* _Problem statement_: Beginning at the line that contains "UTF-8, for diagnostics.", write out each remaining line of the entries below exactly as it stands.

* _Data for the task_:
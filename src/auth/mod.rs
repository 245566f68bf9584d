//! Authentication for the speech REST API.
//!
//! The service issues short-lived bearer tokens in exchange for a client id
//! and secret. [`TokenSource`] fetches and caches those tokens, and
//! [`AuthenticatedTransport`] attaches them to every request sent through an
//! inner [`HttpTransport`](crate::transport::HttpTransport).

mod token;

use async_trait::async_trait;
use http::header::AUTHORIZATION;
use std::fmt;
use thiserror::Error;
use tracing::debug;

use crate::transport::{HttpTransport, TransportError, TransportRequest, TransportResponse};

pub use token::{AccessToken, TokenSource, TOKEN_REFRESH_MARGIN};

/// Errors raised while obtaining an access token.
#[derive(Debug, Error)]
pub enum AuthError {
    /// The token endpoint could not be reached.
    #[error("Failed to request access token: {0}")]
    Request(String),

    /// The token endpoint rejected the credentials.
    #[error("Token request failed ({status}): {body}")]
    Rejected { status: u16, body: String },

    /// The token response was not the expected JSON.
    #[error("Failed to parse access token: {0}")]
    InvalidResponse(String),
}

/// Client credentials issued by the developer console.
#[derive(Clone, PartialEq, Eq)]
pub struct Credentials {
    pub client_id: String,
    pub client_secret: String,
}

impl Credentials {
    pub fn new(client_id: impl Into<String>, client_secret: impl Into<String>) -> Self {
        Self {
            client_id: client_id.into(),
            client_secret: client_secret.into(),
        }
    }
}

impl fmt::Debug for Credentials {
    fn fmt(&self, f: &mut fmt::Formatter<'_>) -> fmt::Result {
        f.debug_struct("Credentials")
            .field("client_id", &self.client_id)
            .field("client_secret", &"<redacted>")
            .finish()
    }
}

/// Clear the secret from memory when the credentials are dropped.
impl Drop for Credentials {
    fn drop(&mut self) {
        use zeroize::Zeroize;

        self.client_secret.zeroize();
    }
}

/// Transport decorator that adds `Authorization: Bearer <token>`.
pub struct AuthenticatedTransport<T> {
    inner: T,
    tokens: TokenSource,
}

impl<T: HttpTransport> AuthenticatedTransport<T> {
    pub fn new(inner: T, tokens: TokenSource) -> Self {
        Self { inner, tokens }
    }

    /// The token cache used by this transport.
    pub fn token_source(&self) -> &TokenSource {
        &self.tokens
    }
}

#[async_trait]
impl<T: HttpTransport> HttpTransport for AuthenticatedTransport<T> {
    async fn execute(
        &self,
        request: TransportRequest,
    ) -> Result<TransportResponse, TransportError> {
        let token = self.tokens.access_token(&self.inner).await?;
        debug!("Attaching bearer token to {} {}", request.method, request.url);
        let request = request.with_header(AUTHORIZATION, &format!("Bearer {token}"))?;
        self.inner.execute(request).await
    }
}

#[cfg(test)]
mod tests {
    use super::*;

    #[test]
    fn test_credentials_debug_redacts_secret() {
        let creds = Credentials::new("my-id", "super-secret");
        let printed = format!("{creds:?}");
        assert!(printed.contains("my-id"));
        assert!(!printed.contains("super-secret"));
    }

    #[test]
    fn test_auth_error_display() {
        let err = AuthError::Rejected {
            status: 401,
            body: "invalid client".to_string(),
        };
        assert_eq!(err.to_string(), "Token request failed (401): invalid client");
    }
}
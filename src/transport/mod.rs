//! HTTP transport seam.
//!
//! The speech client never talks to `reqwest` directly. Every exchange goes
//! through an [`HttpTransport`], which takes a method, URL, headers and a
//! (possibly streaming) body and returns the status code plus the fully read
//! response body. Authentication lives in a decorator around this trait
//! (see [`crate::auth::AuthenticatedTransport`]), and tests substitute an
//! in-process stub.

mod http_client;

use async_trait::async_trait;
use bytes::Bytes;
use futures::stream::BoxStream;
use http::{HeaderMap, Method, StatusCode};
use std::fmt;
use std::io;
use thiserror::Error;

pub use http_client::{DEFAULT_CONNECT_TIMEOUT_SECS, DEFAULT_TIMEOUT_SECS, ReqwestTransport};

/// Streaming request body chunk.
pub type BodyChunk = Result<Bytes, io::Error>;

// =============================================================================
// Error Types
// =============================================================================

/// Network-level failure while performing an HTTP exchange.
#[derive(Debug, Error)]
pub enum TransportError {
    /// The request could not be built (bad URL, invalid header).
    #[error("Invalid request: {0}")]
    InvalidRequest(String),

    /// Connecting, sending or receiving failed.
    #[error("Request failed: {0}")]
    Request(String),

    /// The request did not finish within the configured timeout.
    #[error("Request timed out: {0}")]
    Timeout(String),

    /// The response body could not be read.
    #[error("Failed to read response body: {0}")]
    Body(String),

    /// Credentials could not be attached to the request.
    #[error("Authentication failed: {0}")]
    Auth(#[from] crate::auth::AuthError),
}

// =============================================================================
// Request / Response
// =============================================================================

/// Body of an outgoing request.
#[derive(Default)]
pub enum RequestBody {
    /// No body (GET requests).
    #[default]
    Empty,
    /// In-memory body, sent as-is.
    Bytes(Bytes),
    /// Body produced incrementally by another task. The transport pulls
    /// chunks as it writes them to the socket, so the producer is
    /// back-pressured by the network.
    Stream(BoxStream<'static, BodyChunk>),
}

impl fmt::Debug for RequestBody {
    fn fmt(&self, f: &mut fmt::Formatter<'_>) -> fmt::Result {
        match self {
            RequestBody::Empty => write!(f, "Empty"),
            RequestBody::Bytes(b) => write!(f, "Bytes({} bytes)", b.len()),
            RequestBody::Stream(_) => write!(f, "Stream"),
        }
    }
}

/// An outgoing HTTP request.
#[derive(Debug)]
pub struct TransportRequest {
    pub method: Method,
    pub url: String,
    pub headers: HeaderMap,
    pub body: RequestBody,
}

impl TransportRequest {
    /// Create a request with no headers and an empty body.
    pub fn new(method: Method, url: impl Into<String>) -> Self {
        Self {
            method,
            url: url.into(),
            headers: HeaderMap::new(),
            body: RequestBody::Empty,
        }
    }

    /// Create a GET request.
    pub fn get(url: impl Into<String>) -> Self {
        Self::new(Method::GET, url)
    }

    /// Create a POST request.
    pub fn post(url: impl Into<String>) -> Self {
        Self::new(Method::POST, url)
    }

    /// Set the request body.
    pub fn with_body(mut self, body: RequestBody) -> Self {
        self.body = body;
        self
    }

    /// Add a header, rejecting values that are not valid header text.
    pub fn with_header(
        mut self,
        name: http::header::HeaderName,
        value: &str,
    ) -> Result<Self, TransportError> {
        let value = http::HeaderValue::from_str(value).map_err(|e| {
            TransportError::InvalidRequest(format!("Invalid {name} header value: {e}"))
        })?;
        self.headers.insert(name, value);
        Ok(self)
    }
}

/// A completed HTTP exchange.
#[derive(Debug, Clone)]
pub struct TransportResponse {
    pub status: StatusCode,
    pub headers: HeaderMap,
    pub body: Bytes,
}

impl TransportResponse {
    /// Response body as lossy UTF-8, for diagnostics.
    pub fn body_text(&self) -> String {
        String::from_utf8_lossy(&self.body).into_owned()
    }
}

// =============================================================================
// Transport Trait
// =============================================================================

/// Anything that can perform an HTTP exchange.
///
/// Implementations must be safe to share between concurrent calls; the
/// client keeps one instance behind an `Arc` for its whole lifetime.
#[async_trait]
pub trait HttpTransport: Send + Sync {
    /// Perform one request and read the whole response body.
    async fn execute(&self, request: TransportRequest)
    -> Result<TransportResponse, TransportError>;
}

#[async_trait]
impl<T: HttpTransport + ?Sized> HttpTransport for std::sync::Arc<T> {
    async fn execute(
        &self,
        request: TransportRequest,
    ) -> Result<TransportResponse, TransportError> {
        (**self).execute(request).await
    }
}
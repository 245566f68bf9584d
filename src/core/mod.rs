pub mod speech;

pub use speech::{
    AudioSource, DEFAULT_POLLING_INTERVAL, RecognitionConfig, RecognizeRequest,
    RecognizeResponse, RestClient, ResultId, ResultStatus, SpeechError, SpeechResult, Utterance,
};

* _Answer for the task_:
    /// Response body as lossy UTF-8, for diagnostics.
    pub fn body_text(&self) -> String {
        String::from_utf8_lossy(&self.body).into_owned()
    }
}

// =============================================================================
// Transport Trait
// =============================================================================

/// Anything that can perform an HTTP exchange.
///
/// Implementations must be safe to share between concurrent calls; the
/// client keeps one instance behind an `Arc` for its whole lifetime.
#[async_trait]
pub trait HttpTransport: Send + Sync {
    /// Perform one request and read the whole response body.
    async fn execute(&self, request: TransportRequest)
    -> Result<TransportResponse, TransportError>;
}

#[async_trait]
impl<T: HttpTransport + ?Sized> HttpTransport for std::sync::Arc<T> {
    async fn execute(
        &self,
        request: TransportRequest,
    ) -> Result<TransportResponse, TransportError> {
        (**self).execute(request).await
    }
}
repository 245566f68bf9584d
filename src/core/mod.rs
pub mod speech;

pub use speech::{
    AudioSource, DEFAULT_POLLING_INTERVAL, RecognitionConfig, RecognizeRequest,
    RecognizeResponse, RestClient, ResultId, ResultStatus, SpeechError, SpeechResult, Utterance,
};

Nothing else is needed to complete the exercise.